Where a line below holds the string "code", copy that line.

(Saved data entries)
┄┄┄┄┄┄┄┄┄┄┄┄┄┄┄┄┄┄┄┄
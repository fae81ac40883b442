//! The per-pair market view and its orchestration.
//!
//! [`MarketFeed`] owns the reconcilers for the selected pair. It is driven
//! by three inputs: pair changes, historical batches and push events. Each
//! selection bumps an epoch; historical batches tagged with an older epoch
//! or another pair are discarded so a slow response for a previous pair can
//! never leak into the current view.
//!
//! [`runner::FeedRunner`] wires a `MarketFeed` to the pair selector, the
//! connection manager and a [`HistoricalLoader`](crate::rest::HistoricalLoader).

pub mod runner;

use rust_decimal::Decimal;
use tracing::{debug, info};

use crate::models::{
    Candlestick, OrderType, PrivateTrade, PublicOrder, PublicTrade, Side, Topic, TopicKind,
    normalize_pair,
};
use crate::reconcile::{
    CandleSeries, CandleUpdate, MAX_ORDERS, MAX_TRADES, RecentOrders, TradeTape, top_by_side,
};
use crate::websocket::{ConnectionCommand, ConnectionState, FeedEvent};

pub use runner::FeedRunner;

/// Historical data loaded for one pair.
#[derive(Debug, Clone, PartialEq)]
pub enum History {
    Orders(Vec<PublicOrder>),
    Trades(Vec<PublicTrade>),
    Candles {
        interval: String,
        candles: Vec<Candlestick>,
    },
}

/// A historical load result tagged with the selection it was requested for.
#[derive(Debug, Clone, PartialEq)]
pub struct HistoryBatch {
    pub epoch: u64,
    pub pair: String,
    pub history: History,
}

/// What a pair change requires of the outside world.
#[derive(Debug, Clone, PartialEq)]
pub struct PairChange {
    /// Epoch to tag historical loads for the new pair with.
    pub epoch: u64,
    pub pair: Option<String>,
    /// Unsubscribes for the old pair followed by subscribes for the new one.
    pub commands: Vec<ConnectionCommand>,
}

/// Read-only snapshot of the reconciled market state.
#[derive(Debug, Clone, Default, PartialEq)]
pub struct MarketView {
    pub pair: Option<String>,
    pub interval: String,
    pub epoch: u64,
    /// Newest inserted first.
    pub orders: Vec<PublicOrder>,
    /// Newest first.
    pub trades: Vec<PublicTrade>,
    /// Ascending by timestamp.
    pub candles: Vec<Candlestick>,
    /// Newest first; survives pair changes.
    pub private_trades: Vec<PrivateTrade>,
    pub connection: ConnectionState,
}

impl MarketView {
    /// The `n` newest limit orders on `side`.
    pub fn top_orders(&self, side: Side, n: usize) -> Vec<PublicOrder> {
        top_by_side(self.orders.iter(), side, n)
    }

    /// Highest bid or lowest ask among the limit orders on `side`.
    pub fn best_price(&self, side: Side) -> Option<Decimal> {
        let prices = self
            .orders
            .iter()
            .filter(|o| o.side == side && o.order_type != OrderType::Market)
            .filter_map(|o| o.price);
        match side {
            Side::Buy => prices.max(),
            Side::Sell => prices.min(),
        }
    }

    pub fn latest_trade(&self) -> Option<&PublicTrade> {
        self.trades.first()
    }

    pub fn last_candle(&self) -> Option<&Candlestick> {
        self.candles.last()
    }
}

/// Reconciled orders, trades and candles for the selected pair.
#[derive(Debug)]
pub struct MarketFeed {
    pair: Option<String>,
    interval: String,
    epoch: u64,
    orders: RecentOrders,
    trades: TradeTape<PublicTrade>,
    candles: CandleSeries,
    private_trades: TradeTape<PrivateTrade>,
    connection: ConnectionState,
}

impl MarketFeed {
    /// Creates an empty feed with no pair selected.
    pub fn new(interval: &str) -> Self {
        Self {
            pair: None,
            interval: interval.to_string(),
            epoch: 0,
            orders: RecentOrders::new(MAX_ORDERS),
            trades: TradeTape::new(MAX_TRADES),
            candles: CandleSeries::new(None, interval),
            private_trades: TradeTape::new(MAX_TRADES),
            connection: ConnectionState::default(),
        }
    }

    pub fn pair(&self) -> Option<&str> {
        self.pair.as_deref()
    }

    pub fn interval(&self) -> &str {
        &self.interval
    }

    pub fn epoch(&self) -> u64 {
        self.epoch
    }

    /// Switches to `pair`, clearing every pair-scoped view.
    pub fn select_pair(&mut self, pair: Option<&str>) -> PairChange {
        let pair = pair.map(normalize_pair);
        self.epoch += 1;

        info!(
            from = self.pair.as_deref(),
            to = pair.as_deref(),
            epoch = self.epoch,
            "Switching market feed"
        );

        self.pair = pair.clone();
        self.orders.clear();
        self.trades.clear();
        self.candles.reset(pair.as_deref(), &self.interval);

        let mut commands: Vec<ConnectionCommand> = TopicKind::PAIR_SCOPED
            .into_iter()
            .map(ConnectionCommand::Unsubscribe)
            .collect();
        if let Some(code) = &pair {
            commands.extend([
                ConnectionCommand::Subscribe(Topic::public_trades(code)),
                ConnectionCommand::Subscribe(Topic::recent_orders(code)),
                ConnectionCommand::Subscribe(Topic::candles(code, &self.interval)),
            ]);
        }

        PairChange {
            epoch: self.epoch,
            pair,
            commands,
        }
    }

    /// Applies a historical batch. Returns `true` if the view changed.
    pub fn apply_history(&mut self, batch: HistoryBatch) -> bool {
        if batch.epoch != self.epoch || !self.is_selected(&batch.pair) {
            debug!(
                pair = %batch.pair,
                epoch = batch.epoch,
                current_epoch = self.epoch,
                "Discarding stale history"
            );
            return false;
        }

        match batch.history {
            History::Orders(orders) => {
                debug!(count = orders.len(), "Applying order history");
                self.orders.load_snapshot(orders);
            }
            History::Trades(trades) => {
                debug!(count = trades.len(), "Applying trade history");
                self.trades.load_history(trades);
            }
            History::Candles { interval, candles } => {
                if interval != self.interval {
                    debug!(%interval, "Discarding candle history for another interval");
                    return false;
                }
                debug!(count = candles.len(), "Applying candle history");
                self.candles.load_history(candles);
            }
        }
        true
    }

    /// Applies a push event. Returns `true` if the view changed.
    pub fn apply_event(&mut self, event: FeedEvent) -> bool {
        match event {
            FeedEvent::Connection(state) => {
                let changed = self.connection != state;
                self.connection = state;
                changed
            }
            FeedEvent::Trades(trades) => {
                let accepted = self.for_selected_pair(trades, |t| &t.pair);
                if accepted.is_empty() {
                    return false;
                }
                self.trades.push_batch(accepted);
                true
            }
            FeedEvent::Orders(orders) => {
                let accepted = self.for_selected_pair(orders, |o| &o.pair);
                if accepted.is_empty() {
                    return false;
                }
                for order in accepted {
                    self.orders.upsert(order);
                }
                true
            }
            FeedEvent::Candle(candle) => matches!(
                self.candles.apply_update(candle),
                CandleUpdate::Appended | CandleUpdate::Replaced
            ),
            FeedEvent::PrivateTrades(trades) => {
                if trades.is_empty() {
                    return false;
                }
                self.private_trades.push_batch(trades);
                true
            }
        }
    }

    /// Returns an owned snapshot of the current state.
    pub fn view(&self) -> MarketView {
        MarketView {
            pair: self.pair.clone(),
            interval: self.interval.clone(),
            epoch: self.epoch,
            orders: self.orders.to_vec(),
            trades: self.trades.to_vec(),
            candles: self.candles.candles().to_vec(),
            private_trades: self.private_trades.to_vec(),
            connection: self.connection,
        }
    }

    fn is_selected(&self, pair: &str) -> bool {
        self.pair.as_deref() == Some(normalize_pair(pair).as_str())
    }

    fn for_selected_pair<T>(&self, items: Vec<T>, pair_of: impl Fn(&T) -> &String) -> Vec<T> {
        let total = items.len();
        let accepted: Vec<T> = items
            .into_iter()
            .filter(|item| self.is_selected(pair_of(item)))
            .collect();
        if accepted.len() < total {
            debug!(
                dropped = total - accepted.len(),
                selected = self.pair.as_deref(),
                "Dropping push entries for another pair"
            );
        }
        accepted
    }
}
┄┄┄┄┄┄┄┄┄┄┄┄┄┄┄┄┄┄┄┄
• **Answer**
        if let Some(code) = &pair {
                ConnectionCommand::Subscribe(Topic::public_trades(code)),
                ConnectionCommand::Subscribe(Topic::recent_orders(code)),
                ConnectionCommand::Subscribe(Topic::candles(code, &self.interval)),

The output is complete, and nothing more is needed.